Start of Available data

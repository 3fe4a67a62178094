//! Standalone tasks a job can invoke directly.
//!
//! - `findRecord` - first document matching a query
//! - `updateRecord` - patch a document by id
//! - `apiCall` - one HTTP request, reports the status code
//! - `notification` - hand a message to the notifier
//! - `logger` - write a message to the log
//!
//! The `workflowExecutor` task lives with the executor in the worker crate.

mod api_call;
mod messaging;
mod records;

pub use self::api_call::ApiCallTask;
pub use self::messaging::{LoggerTask, NotificationTask};
pub use self::records::{FindRecordTask, UpdateRecordTask};

use crate::registry::TaskRegistry;
use crate::services::Services;

/// Create a task registry with all built-in tasks registered.
pub fn create_default_registry(services: &Services) -> TaskRegistry {
    let mut registry = TaskRegistry::new();

    registry.register(FindRecordTask::new(services.clone()));
    registry.register(UpdateRecordTask::new(services.clone()));
    registry.register(ApiCallTask::new(services.clone()));
    registry.register(NotificationTask::new(services.clone()));
    registry.register(LoggerTask);

    registry
}
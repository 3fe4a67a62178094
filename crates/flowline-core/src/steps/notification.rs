//! `notification` step.

use serde::{Deserialize, Serialize};
use serde_json::Value;

use crate::context::ExecutionContext;
use crate::error::StepError;
use crate::notify::{Notification, Notifier};

/// Hand a message to the notification collaborator.
#[derive(Debug, Clone, Serialize, Deserialize)]
#[serde(rename_all = "camelCase")]
pub struct NotificationStep {
    pub channel: String,
    pub recipient: String,
    #[serde(default)]
    pub content: Value,
}

impl NotificationStep {
    /// Resolve channel, recipient and content against the context.
    pub fn build(&self, ctx: &ExecutionContext) -> Notification {
        Notification {
            channel: ctx.resolve_string(&self.channel),
            recipient: ctx.resolve_string(&self.recipient),
            content: ctx.resolve(&self.content),
        }
    }

    pub async fn run(&self, ctx: &ExecutionContext, notifier: &dyn Notifier) -> Result<(), StepError> {
        let notification = self.build(ctx);
        tracing::debug!(
            channel = %notification.channel,
            recipient = %notification.recipient,
            "Sending notification"
        );
        notifier.send(&notification).await
    }
}
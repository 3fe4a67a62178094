//! Event to workflow-job matching.

use serde::{Deserialize, Serialize};
use serde_json::{json, Map, Value};
use std::sync::Arc;

use flowline_core::{DocumentStore, FindQuery, Job, JobId, JobQueue};

use crate::error::RuleError;
use crate::rule::WorkflowRule;

/// Default collection holding workflow rules.
pub const DEFAULT_RULES_COLLECTION: &str = "workflow-rules";

/// Key under which the caller context is merged into job data.
const CONTEXT_KEY: &str = "_context";

/// Result of [`RuleMatcher::process_event`].
///
/// Serializes as `{success: true, message, jobIds}` or `{success: false, error}`.
#[derive(Debug, Clone, PartialEq, Serialize, Deserialize)]
#[serde(untagged)]
pub enum EventOutcome {
    Triggered {
        success: bool,
        message: String,
        #[serde(rename = "jobIds")]
        job_ids: Vec<JobId>,
    },
    Failed {
        success: bool,
        error: String,
    },
}

impl EventOutcome {
    fn triggered(message: String, job_ids: Vec<JobId>) -> Self {
        Self::Triggered {
            success: true,
            message,
            job_ids,
        }
    }

    fn failed(error: impl ToString) -> Self {
        Self::Failed {
            success: false,
            error: error.to_string(),
        }
    }

    pub fn is_success(&self) -> bool {
        matches!(self, Self::Triggered { .. })
    }

    /// Ids of the enqueued jobs, empty on failure.
    pub fn job_ids(&self) -> &[JobId] {
        match self {
            Self::Triggered { job_ids, .. } => job_ids,
            Self::Failed { .. } => &[],
        }
    }
}

/// Matches events against active rules and enqueues executor jobs.
#[derive(Clone)]
pub struct RuleMatcher {
    store: Arc<dyn DocumentStore>,
    queue: Arc<dyn JobQueue>,
    rules_collection: String,
}

impl RuleMatcher {
    pub fn new(store: Arc<dyn DocumentStore>, queue: Arc<dyn JobQueue>) -> Self {
        Self {
            store,
            queue,
            rules_collection: DEFAULT_RULES_COLLECTION.to_string(),
        }
    }

    /// Read rules from another collection.
    pub fn with_rules_collection(mut self, collection: impl Into<String>) -> Self {
        self.rules_collection = collection.into();
        self
    }

    /// Match `event` and enqueue one job per referenced workflow.
    ///
    /// Failures are reported in the outcome; this never errors.
    pub async fn process_event(
        &self,
        event: &str,
        payload: Map<String, Value>,
        context: Value,
    ) -> EventOutcome {
        match self.try_process_event(event, payload, context).await {
            Ok((0, _)) => EventOutcome::triggered(
                format!("No matching rules for event '{}'", event),
                Vec::new(),
            ),
            Ok((_, job_ids)) => {
                let message = format!(
                    "Triggered {} workflow job(s) for event '{}'",
                    job_ids.len(),
                    event
                );
                EventOutcome::triggered(message, job_ids)
            }
            Err(e) => {
                tracing::error!(event = %event, error = %e, "Failed to process event");
                EventOutcome::failed(e)
            }
        }
    }

    /// Returns the number of matched rules and the enqueued job ids.
    async fn try_process_event(
        &self,
        event: &str,
        payload: Map<String, Value>,
        context: Value,
    ) -> Result<(usize, Vec<JobId>), RuleError> {
        if event.trim().is_empty() {
            return Err(RuleError::MissingEvent);
        }

        let rules = self.find_rules(event).await?;
        if rules.is_empty() {
            tracing::debug!(event = %event, "No matching rules");
            return Ok((0, Vec::new()));
        }

        let mut data = payload;
        data.insert(CONTEXT_KEY.to_string(), context);
        let data = Value::Object(data);

        let mut job_ids = Vec::new();
        let mut matched = 0;

        for rule in &rules {
            matched += 1;

            for workflow_id in rule.workflow_ids() {
                let job_id = self
                    .queue
                    .enqueue(Job::execute_workflow(workflow_id.as_str(), data.clone()))
                    .await?;

                tracing::info!(
                    event = %event,
                    workflow_id = %workflow_id,
                    job_id = %job_id,
                    priority = rule.priority,
                    "Enqueued workflow job"
                );
                job_ids.push(job_id);
            }

            if rule.stop_on_match {
                tracing::debug!(event = %event, priority = rule.priority, "Rule stops matching");
                break;
            }
        }

        Ok((matched, job_ids))
    }

    /// Active rules for `event`, highest priority first.
    async fn find_rules(&self, event: &str) -> Result<Vec<WorkflowRule>, RuleError> {
        let query = FindQuery::filter(json!({
            "event": {"equals": event},
            "active": {"equals": true}
        }))
        .with_sort("-priority");

        let result = self.store.find(&self.rules_collection, &query).await?;
        result
            .docs
            .into_iter()
            .map(|doc| serde_json::from_value(doc).map_err(RuleError::from))
            .collect()
    }
}

impl std::fmt::Debug for RuleMatcher {
    fn fmt(&self, f: &mut std::fmt::Formatter<'_>) -> std::fmt::Result {
        f.debug_struct("RuleMatcher")
            .field("rules_collection", &self.rules_collection)
            .finish_non_exhaustive()
    }
}

#[cfg(test)]
mod tests {
    use super::*;
    use async_trait::async_trait;
    use flowline_core::store::InMemoryDocumentStore;
    use flowline_core::{QueueError, StoreError, WORKFLOW_EXECUTOR_TASK};
    use std::sync::Mutex;

    /// Queue that records jobs instead of running them.
    #[derive(Default)]
    struct RecordingQueue {
        jobs: Mutex<Vec<Job>>,
        closed: bool,
    }

    impl RecordingQueue {
        fn workflow_ids(&self) -> Vec<String> {
            self.jobs
                .lock()
                .unwrap()
                .iter()
                .map(|job| job.input["workflowId"].as_str().unwrap().to_string())
                .collect()
        }
    }

    #[async_trait]
    impl JobQueue for RecordingQueue {
        async fn enqueue(&self, job: Job) -> Result<JobId, QueueError> {
            if self.closed {
                return Err(QueueError::Closed);
            }
            self.jobs.lock().unwrap().push(job);
            Ok(JobId::new_v4())
        }
    }

    struct FailingStore;

    #[async_trait]
    impl DocumentStore for FailingStore {
        async fn find(
            &self,
            _collection: &str,
            _query: &FindQuery,
        ) -> Result<flowline_core::FindResult, StoreError> {
            Err(StoreError::Unavailable("connection refused".to_string()))
        }

        async fn find_by_id(&self, _collection: &str, _id: &str) -> Result<Option<Value>, StoreError> {
            Err(StoreError::Unavailable("connection refused".to_string()))
        }

        async fn create(&self, _collection: &str, _doc: Value) -> Result<Value, StoreError> {
            Err(StoreError::Unavailable("connection refused".to_string()))
        }

        async fn update(&self, _collection: &str, _id: &str, _data: Value) -> Result<Value, StoreError> {
            Err(StoreError::Unavailable("connection refused".to_string()))
        }

        async fn delete(&self, _collection: &str, _id: &str) -> Result<(), StoreError> {
            Err(StoreError::Unavailable("connection refused".to_string()))
        }
    }

    fn payload(value: Value) -> Map<String, Value> {
        match value {
            Value::Object(map) => map,
            _ => panic!("payload must be an object"),
        }
    }

    async fn matcher_with(rules: Vec<Value>) -> (RuleMatcher, Arc<RecordingQueue>) {
        let store = Arc::new(InMemoryDocumentStore::new());
        store.seed(DEFAULT_RULES_COLLECTION, rules).await;
        let queue = Arc::new(RecordingQueue::default());
        (RuleMatcher::new(store, queue.clone()), queue)
    }

    #[tokio::test]
    async fn test_enqueues_one_job_per_workflow_in_priority_order() {
        let (matcher, queue) = matcher_with(vec![
            json!({"event": "form.submitted", "workflows": ["low"], "priority": 1, "active": true}),
            json!({"event": "form.submitted", "workflows": ["high-a", "high-b"], "priority": 10, "active": true}),
            json!({"event": "form.submitted", "workflows": ["inactive"], "priority": 99, "active": false}),
            json!({"event": "other", "workflows": ["other"], "priority": 50, "active": true}),
        ])
        .await;

        let outcome = matcher
            .process_event("form.submitted", payload(json!({"email": "a@b.com"})), json!({"ip": "1.2.3.4"}))
            .await;

        assert!(outcome.is_success());
        assert_eq!(outcome.job_ids().len(), 3);
        assert_eq!(queue.workflow_ids(), vec!["high-a", "high-b", "low"]);

        let json = serde_json::to_value(&outcome).unwrap();
        assert_eq!(json["success"], json!(true));
        assert_eq!(json["message"], json!("Triggered 3 workflow job(s) for event 'form.submitted'"));
        assert_eq!(json["jobIds"].as_array().unwrap().len(), 3);
    }

    #[tokio::test]
    async fn test_ref_without_id_does_not_block_other_rules() {
        let (matcher, queue) = matcher_with(vec![
            json!({"event": "form.submitted", "workflows": ["first"], "priority": 10, "active": true}),
            json!({
                "event": "form.submitted",
                "workflows": [{"title": "populated without id"}, "second"],
                "priority": 5,
                "active": true
            }),
        ])
        .await;

        let outcome = matcher
            .process_event("form.submitted", payload(json!({})), Value::Null)
            .await;

        assert!(outcome.is_success());
        assert_eq!(queue.workflow_ids(), vec!["first", "second"]);
    }

    #[tokio::test]
    async fn test_job_carries_payload_and_context() {
        let (matcher, queue) = matcher_with(vec![json!({
            "event": "form.submitted",
            "workflows": [{"id": "w1", "steps": []}],
            "priority": 0,
            "active": true
        })])
        .await;

        matcher
            .process_event(
                "form.submitted",
                payload(json!({"email": "a@b.com", "_context": "overwritten"})),
                json!({"source": "landing"}),
            )
            .await;

        let jobs = queue.jobs.lock().unwrap();
        assert_eq!(jobs.len(), 1);
        assert_eq!(jobs[0].task, WORKFLOW_EXECUTOR_TASK);
        assert_eq!(
            jobs[0].input,
            json!({
                "workflowId": "w1",
                "data": {"email": "a@b.com", "_context": {"source": "landing"}}
            })
        );
    }

    #[tokio::test]
    async fn test_stop_on_match_skips_lower_priorities() {
        let (matcher, queue) = matcher_with(vec![
            json!({"event": "e", "workflows": ["a"], "priority": 5, "active": true, "stopOnMatch": true}),
            json!({"event": "e", "workflows": ["b"], "priority": 1, "active": true}),
        ])
        .await;

        let outcome = matcher.process_event("e", Map::new(), Value::Null).await;

        assert_eq!(outcome.job_ids().len(), 1);
        assert_eq!(queue.workflow_ids(), vec!["a"]);
    }

    #[tokio::test]
    async fn test_no_matching_rules() {
        let (matcher, queue) = matcher_with(vec![]).await;

        let outcome = matcher.process_event("user.created", Map::new(), Value::Null).await;

        assert_eq!(
            serde_json::to_value(&outcome).unwrap(),
            json!({"success": true, "message": "No matching rules for event 'user.created'", "jobIds": []})
        );
        assert!(queue.jobs.lock().unwrap().is_empty());
    }

    #[tokio::test]
    async fn test_empty_event_is_rejected() {
        let (matcher, _) = matcher_with(vec![]).await;

        let outcome = matcher.process_event("  ", Map::new(), Value::Null).await;

        assert_eq!(
            serde_json::to_value(&outcome).unwrap(),
            json!({"success": false, "error": "Event name is required"})
        );
    }

    #[tokio::test]
    async fn test_store_failure_becomes_failed_outcome() {
        let matcher = RuleMatcher::new(Arc::new(FailingStore), Arc::new(RecordingQueue::default()));

        let outcome = matcher.process_event("e", Map::new(), Value::Null).await;

        assert!(!outcome.is_success());
        assert!(outcome.job_ids().is_empty());
    }

    #[tokio::test]
    async fn test_undecodable_rule_and_closed_queue_fail() {
        let (matcher, _) = matcher_with(vec![
            json!({"event": "e", "workflows": ["a"], "priority": "urgent", "active": true}),
        ])
        .await;
        assert!(!matcher.process_event("e", Map::new(), Value::Null).await.is_success());

        let store = Arc::new(InMemoryDocumentStore::new());
        store
            .seed("rules", [json!({"event": "e", "workflows": ["a"], "active": true})])
            .await;
        let queue = Arc::new(RecordingQueue {
            closed: true,
            ..Default::default()
        });
        let matcher = RuleMatcher::new(store, queue).with_rules_collection("rules");

        let outcome = matcher.process_event("e", Map::new(), Value::Null).await;
        assert_eq!(
            serde_json::to_value(&outcome).unwrap(),
            json!({"success": false, "error": "Failed to enqueue job: Queue closed"})
        );
    }
}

End of Available data

◆ Your instructions:
When a line of the data above holds the string "UpdateRecordTask", count it, and reply with the resulting number only.

◆ Response area:
2